Recovery: a failed release tag

If a workflow fails on a freshly-pushed tag and no GitHub Release has been created yet, it’s safe to re-cut:

Verify no release exists: gh release view vX.Y.Z should print release not found.
Land the fix on main as a normal commit.

Move the tag:

git tag -d vX.Y.Z
git push origin :refs/tags/vX.Y.Z
git tag -a vX.Y.Z -m "<original tag message>"
git push origin vX.Y.Z

Watch the new workflow runs (step 6) and confirm (step 7).

If a GitHub Release does exist for the tag (i.e. release.yml ran past the gh release create step before failing), re-cutting the same version is no longer clean: consumers may have already downloaded the partial artifacts.
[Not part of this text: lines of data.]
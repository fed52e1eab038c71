use std::{net::SocketAddr, sync::Arc, time::Duration};
use tokio::net::{TcpListener, TcpStream};
use tracing::{debug, error, info, warn};

use crate::connector::UpstreamConnector;
use crate::error::Result;
use crate::pair::{InboundConnection, PairedConnection, RelayStats, SessionRegistry};

const ACCEPT_ERROR_BACKOFF: Duration = Duration::from_millis(100);

/// Accepts clients and pairs each one with its own upstream connection.
#[derive(Debug, Clone)]
pub struct Relay {
    connector: Arc<UpstreamConnector>,
    registry: Arc<SessionRegistry>,
}

impl Relay {
    #[must_use]
    pub fn new(connector: UpstreamConnector) -> Self {
        Self {
            connector: Arc::new(connector),
            registry: SessionRegistry::new(),
        }
    }

    #[must_use]
    pub const fn registry(&self) -> &Arc<SessionRegistry> {
        &self.registry
    }

    /// Runs the accept loop until the listener is dropped.
    pub async fn serve(&self, listener: TcpListener) {
        loop {
            let (stream, client_addr) = match listener.accept().await {
                Ok(accepted) => accepted,
                Err(e) => {
                    // Usually descriptor exhaustion; give in-flight sessions a chance to finish.
                    warn!(error = %e, "Failed to accept connection");
                    tokio::time::sleep(ACCEPT_ERROR_BACKOFF).await;
                    continue;
                }
            };

            let relay = self.clone();
            tokio::spawn(async move {
                match relay.handle_connection(stream, client_addr).await {
                    Ok(_) => {}
                    Err(e) if e.is_connect_failure() => {
                        warn!(client_addr = %client_addr, error = %e, "Upstream unavailable, closed client");
                    }
                    Err(e) => error!(client_addr = %client_addr, error = %e, "Session failed"),
                }
            });
        }
    }

    /// Drives one client session: the inbound leg stays paused while the
    /// upstream connection is established, and is closed if that fails.
    #[tracing::instrument(skip(self, stream), fields(session = tracing::field::Empty))]
    pub async fn handle_connection(
        &self,
        stream: TcpStream,
        client_addr: SocketAddr,
    ) -> Result<RelayStats> {
        if let Err(e) = stream.set_nodelay(true) {
            debug!(error = %e, "Failed to set TCP_NODELAY");
        }

        let inbound = InboundConnection::new(self.registry.open(client_addr), stream);
        let session = inbound.id();
        tracing::Span::current().record("session", tracing::field::display(session));
        info!(
            upstream = %self.connector.target().addr(),
            "Got inbound connection, connecting to upstream"
        );

        let outbound = match self.connector.connect(session).await {
            Ok(outbound) => outbound,
            Err(e) => {
                inbound.close().await;
                return Err(e);
            }
        };

        debug!(
            upstream_addr = ?outbound.stream().peer_addr().ok(),
            encrypted = outbound.stream().is_encrypted(),
            "Linking session"
        );
        PairedConnection::link(inbound, outbound)?.relay().await
    }
}
// Domain layer: request/response payloads and the FoodApi port.

pub mod model;
pub mod ports;
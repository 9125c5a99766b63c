use reqwest::StatusCode;
use thiserror::Error;

#[derive(Error, Debug)]
pub enum FoodyError {
    #[error("HTTP request failed: {0}")]
    HttpError(#[from] reqwest::Error),

    #[error("IO error: {0}")]
    IoError(#[from] std::io::Error),

    #[error("Serialization error: {0}")]
    SerializationError(#[from] serde_json::Error),

    #[error("Configuration error: {message}")]
    ConfigError { message: String },

    #[error("Missing configuration value: {field}")]
    MissingConfigError { field: String },

    #[error("Invalid value '{value}' for {field}: {reason}")]
    InvalidConfigValueError {
        field: String,
        value: String,
        reason: String,
    },

    #[error("Authentication failed: {message}")]
    AuthenticationError { message: String },

    #[error("Expected HTTP {expected}, got {actual} (body: {body})")]
    UnexpectedStatusError {
        expected: StatusCode,
        actual: StatusCode,
        body: String,
    },

    #[error("Assertion failed: {message}")]
    AssertionError { message: String },
}

#[derive(Debug, Clone, Copy, PartialEq, Eq)]
pub enum ErrorCategory {
    Configuration,
    Filesystem,
    Network,
    Authentication,
    Assertion,
    Data,
}

#[derive(Debug, Clone, Copy, PartialEq, Eq, PartialOrd, Ord)]
pub enum ErrorSeverity {
    Low,
    Medium,
    High,
    Critical,
}

impl FoodyError {
    pub fn assertion(message: impl Into<String>) -> Self {
        FoodyError::AssertionError {
            message: message.into(),
        }
    }

    pub fn category(&self) -> ErrorCategory {
        match self {
            FoodyError::HttpError(_) => ErrorCategory::Network,
            FoodyError::IoError(_) => ErrorCategory::Filesystem,
            FoodyError::SerializationError(_) => ErrorCategory::Data,
            FoodyError::ConfigError { .. }
            | FoodyError::MissingConfigError { .. }
            | FoodyError::InvalidConfigValueError { .. } => ErrorCategory::Configuration,
            FoodyError::AuthenticationError { .. } => ErrorCategory::Authentication,
            FoodyError::UnexpectedStatusError { .. } | FoodyError::AssertionError { .. } => {
                ErrorCategory::Assertion
            }
        }
    }

    pub fn severity(&self) -> ErrorSeverity {
        match self.category() {
            ErrorCategory::Assertion | ErrorCategory::Data => ErrorSeverity::High,
            ErrorCategory::Configuration | ErrorCategory::Filesystem => ErrorSeverity::Medium,
            ErrorCategory::Network | ErrorCategory::Authentication => ErrorSeverity::Critical,
        }
    }

    /// 給終端使用者看的簡短訊息
    pub fn user_friendly_message(&self) -> String {
        match self {
            FoodyError::HttpError(e) if e.is_timeout() => {
                "The Food API did not answer in time".to_string()
            }
            FoodyError::HttpError(e) if e.is_connect() => {
                "Could not connect to the Food API".to_string()
            }
            FoodyError::AuthenticationError { message } => {
                format!("Login was rejected: {}", message)
            }
            FoodyError::MissingConfigError { field } => {
                format!("Missing required setting '{}'", field)
            }
            other => other.to_string(),
        }
    }

    /// 程式結束碼：1 檢查失敗，2 設定或檔案問題，3 網路或登入問題
    pub fn exit_code(&self) -> i32 {
        match self.severity() {
            ErrorSeverity::Low => 0,
            ErrorSeverity::Medium => 2,
            ErrorSeverity::High => 1,
            ErrorSeverity::Critical => 3,
        }
    }

    pub fn recovery_suggestion(&self) -> &'static str {
        match self.category() {
            ErrorCategory::Configuration => {
                "Check the --config file and command line flags (base URL, username, password)"
            }
            ErrorCategory::Filesystem => {
                "Check that the --config file is readable and the --report directory is writable"
            }
            ErrorCategory::Network => "Verify the base URL and that the service is reachable",
            ErrorCategory::Authentication => {
                "Verify the username and password against the Food API user store"
            }
            ErrorCategory::Assertion => {
                "Inspect the failing check in the report; the service behaviour changed"
            }
            ErrorCategory::Data => "The service returned a payload that is not valid JSON",
        }
    }
}

pub type Result<T> = std::result::Result<T, FoodyError>;
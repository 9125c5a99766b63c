use crate::domain::model::ApiResponse;
use crate::utils::error::{FoodyError, Result};
use reqwest::StatusCode;

pub const BODY_PREVIEW_LIMIT: usize = 200;

/// 截斷過長的回應內容，避免整頁 HTML 寫進錯誤訊息
pub fn body_preview(body: &str) -> String {
    if body.chars().count() <= BODY_PREVIEW_LIMIT {
        body.to_string()
    } else {
        let head: String = body.chars().take(BODY_PREVIEW_LIMIT).collect();
        format!("{}...", head)
    }
}

pub fn expect_status(response: &ApiResponse, expected: StatusCode) -> Result<()> {
    if response.status == expected {
        return Ok(());
    }
    Err(FoodyError::UnexpectedStatusError {
        expected,
        actual: response.status,
        body: body_preview(&response.body),
    })
}

/// 從 JSON 物件取出字串欄位，例如建立後回傳的 `foodId`
pub fn expect_string_field(response: &ApiResponse, field: &str) -> Result<String> {
    let json: serde_json::Value = serde_json::from_str(&response.body).map_err(|e| {
        FoodyError::assertion(format!(
            "response body is not JSON ({}): {}",
            e,
            body_preview(&response.body)
        ))
    })?;

    match json.get(field) {
        Some(serde_json::Value::String(value)) if !value.is_empty() => Ok(value.clone()),
        Some(other) => Err(FoodyError::assertion(format!(
            "field '{}' is not a non-empty string: {}",
            field, other
        ))),
        None => Err(FoodyError::assertion(format!(
            "field '{}' missing from response: {}",
            field,
            body_preview(&response.body)
        ))),
    }
}

/// 回應必須是非空的 JSON 陣列，回傳元素數量
pub fn expect_non_empty_array(response: &ApiResponse) -> Result<usize> {
    let items: Vec<serde_json::Value> = serde_json::from_str(&response.body).map_err(|e| {
        FoodyError::assertion(format!(
            "response body is not a JSON array ({}): {}",
            e,
            body_preview(&response.body)
        ))
    })?;

    if items.is_empty() {
        return Err(FoodyError::assertion("expected a non-empty list, got []"));
    }
    Ok(items.len())
}
use crate::utils::error::{FoodyError, Result};
use url::Url;

pub trait Validate {
    fn validate(&self) -> Result<()>;
}

pub fn validate_url(field_name: &str, url_str: &str) -> Result<()> {
    if url_str.is_empty() {
        return Err(FoodyError::InvalidConfigValueError {
            field: field_name.to_string(),
            value: url_str.to_string(),
            reason: "URL cannot be empty".to_string(),
        });
    }

    match Url::parse(url_str) {
        Ok(url) => match url.scheme() {
            "http" | "https" => Ok(()),
            scheme => Err(FoodyError::InvalidConfigValueError {
                field: field_name.to_string(),
                value: url_str.to_string(),
                reason: format!("Unsupported URL scheme: {}", scheme),
            }),
        },
        Err(e) => Err(FoodyError::InvalidConfigValueError {
            field: field_name.to_string(),
            value: url_str.to_string(),
            reason: format!("Invalid URL format: {}", e),
        }),
    }
}

pub fn validate_required_field<'a, T>(field_name: &str, value: &'a Option<T>) -> Result<&'a T> {
    value.as_ref().ok_or_else(|| FoodyError::MissingConfigError {
        field: field_name.to_string(),
    })
}

pub fn validate_non_empty_string(field_name: &str, value: &str) -> Result<()> {
    if value.trim().is_empty() {
        return Err(FoodyError::InvalidConfigValueError {
            field: field_name.to_string(),
            value: value.to_string(),
            reason: "Value cannot be empty or whitespace-only".to_string(),
        });
    }
    Ok(())
}

pub fn validate_range<T: PartialOrd + std::fmt::Display + Copy>(
    field_name: &str,
    value: T,
    min: T,
    max: T,
) -> Result<()> {
    if value < min || value > max {
        return Err(FoodyError::InvalidConfigValueError {
            field: field_name.to_string(),
            value: value.to_string(),
            reason: format!("Value must be between {} and {}", min, max),
        });
    }
    Ok(())
}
Bump to the next patch version instead.

Why these steps

The order is a recovery from each pitfall we’ve actually hit:

bump-version.sh exists because the Makefile’s check-version target catches stale axl-version.h on every build. Cut a release without it and the first make invocation in CI fails; v0.2.6 was re-cut for exactly this reason.
“Push main before the tag” exists because release.yml clones the tag, but the tag points to a commit that has to be reachable via the branch ref the runners pull from.
“One commit for release metadata” exists because the tag-to-tag diff is the canonical changelog input on the next release.